##### SUPPLIED MATERIAL
// src/db/client_repo.rs

use sqlx::{Executor, PgPool, Postgres};
use uuid::Uuid;

use crate::{
    common::error::{map_unique_violation, AppError},
    models::client::Client,
};

const CLIENT_COLUMNS: &str =
    "id, tenant_id, name, document, email, phone, notes, created_at, updated_at";

// Campos editáveis de um cliente
pub struct ClientFields<'a> {
    pub name: &'a str,
    pub document: Option<&'a str>,
    pub email: Option<&'a str>,
    pub phone: Option<&'a str>,
    pub notes: Option<&'a str>,
}

#[derive(Clone)]
pub struct ClientRepository {
    pool: PgPool,
}

impl ClientRepository {
    pub fn new(pool: PgPool) -> Self {
        Self { pool }
    }

    pub async fn create<'e, E>(
        &self,
        executor: E,
        tenant_id: Uuid,
        fields: &ClientFields<'_>,
    ) -> Result<Client, AppError>
    where
        E: Executor<'e, Database = Postgres>,
    {
        let sql = format!(
            r#"
            INSERT INTO clients (tenant_id, name, document, email, phone, notes)
            VALUES ($1, $2, $3, $4, $5, $6)
            RETURNING {}
            "#,
            CLIENT_COLUMNS
        );

        sqlx::query_as::<_, Client>(&sql)
            .bind(tenant_id)
            .bind(fields.name)
            .bind(fields.document)
            .bind(fields.email)
            .bind(fields.phone)
            .bind(fields.notes)
            .fetch_one(executor)
            .await
            .map_err(|e| map_unique_violation(e, "Já existe um cliente com este documento."))
    }

    // Busca opcional por nome, documento ou e-mail
    pub async fn list<'e, E>(
        &self,
        executor: E,
        tenant_id: Uuid,
        search: Option<&str>,
    ) -> Result<Vec<Client>, AppError>
    where
        E: Executor<'e, Database = Postgres>,
    {
        let sql = format!(
            r#"
            SELECT {}
            FROM clients
            WHERE tenant_id = $1
              AND ($2::text IS NULL
                   OR name ILIKE '%' || $2 || '%'
                   OR document ILIKE '%' || $2 || '%'
                   OR email ILIKE '%' || $2 || '%')
            ORDER BY name ASC
            "#,
            CLIENT_COLUMNS
        );

        let clients = sqlx::query_as::<_, Client>(&sql)
            .bind(tenant_id)
            .bind(search)
            .fetch_all(executor)
            .await?;

        Ok(clients)
    }

    pub async fn get<'e, E>(&self, executor: E, tenant_id: Uuid, id: Uuid) -> Result<Option<Client>, AppError>
    where
        E: Executor<'e, Database = Postgres>,
    {
        let sql = format!("SELECT {} FROM clients WHERE tenant_id = $1 AND id = $2", CLIENT_COLUMNS);

        let client = sqlx::query_as::<_, Client>(&sql)
            .bind(tenant_id)
            .bind(id)
            .fetch_optional(executor)
            .await?;

        Ok(client)
    }

    pub async fn update<'e, E>(
        &self,
        executor: E,
        tenant_id: Uuid,
        id: Uuid,
        fields: &ClientFields<'_>,
    ) -> Result<Option<Client>, AppError>
    where
        E: Executor<'e, Database = Postgres>,
    {
        let sql = format!(
            r#"
            UPDATE clients
            SET name = $3, document = $4, email = $5, phone = $6, notes = $7, updated_at = NOW()
            WHERE tenant_id = $1 AND id = $2
            RETURNING {}
            "#,
            CLIENT_COLUMNS
        );

        sqlx::query_as::<_, Client>(&sql)
            .bind(tenant_id)
            .bind(id)
            .bind(fields.name)
            .bind(fields.document)
            .bind(fields.email)
            .bind(fields.phone)
            .bind(fields.notes)
            .fetch_optional(executor)
            .await
            .map_err(|e| map_unique_violation(e, "Já existe um cliente com este documento."))
    }

    // Retorna se alguma linha foi removida
    pub async fn delete<'e, E>(&self, executor: E, tenant_id: Uuid, id: Uuid) -> Result<bool, AppError>
    where
        E: Executor<'e, Database = Postgres>,
    {
        let result = sqlx::query("DELETE FROM clients WHERE tenant_id = $1 AND id = $2")
            .bind(tenant_id)
            .bind(id)
            .execute(executor)
            .await?;

        Ok(result.rows_affected() > 0)
    }
}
##########
### [WHAT THIS TASK INVOLVES]
From the entries above, restate word for word the lines from the line containing "use uuid::Uuid;" to the line containing "de um cliente", both ends included, and nothing more.

### [TASK RESPONSE]
use uuid::Uuid;

use crate::{
    common::error::{map_unique_violation, AppError},
    models::client::Client,
};

const CLIENT_COLUMNS: &str =
    "id, tenant_id, name, document, email, phone, notes, created_at, updated_at";

// Campos editáveis de um cliente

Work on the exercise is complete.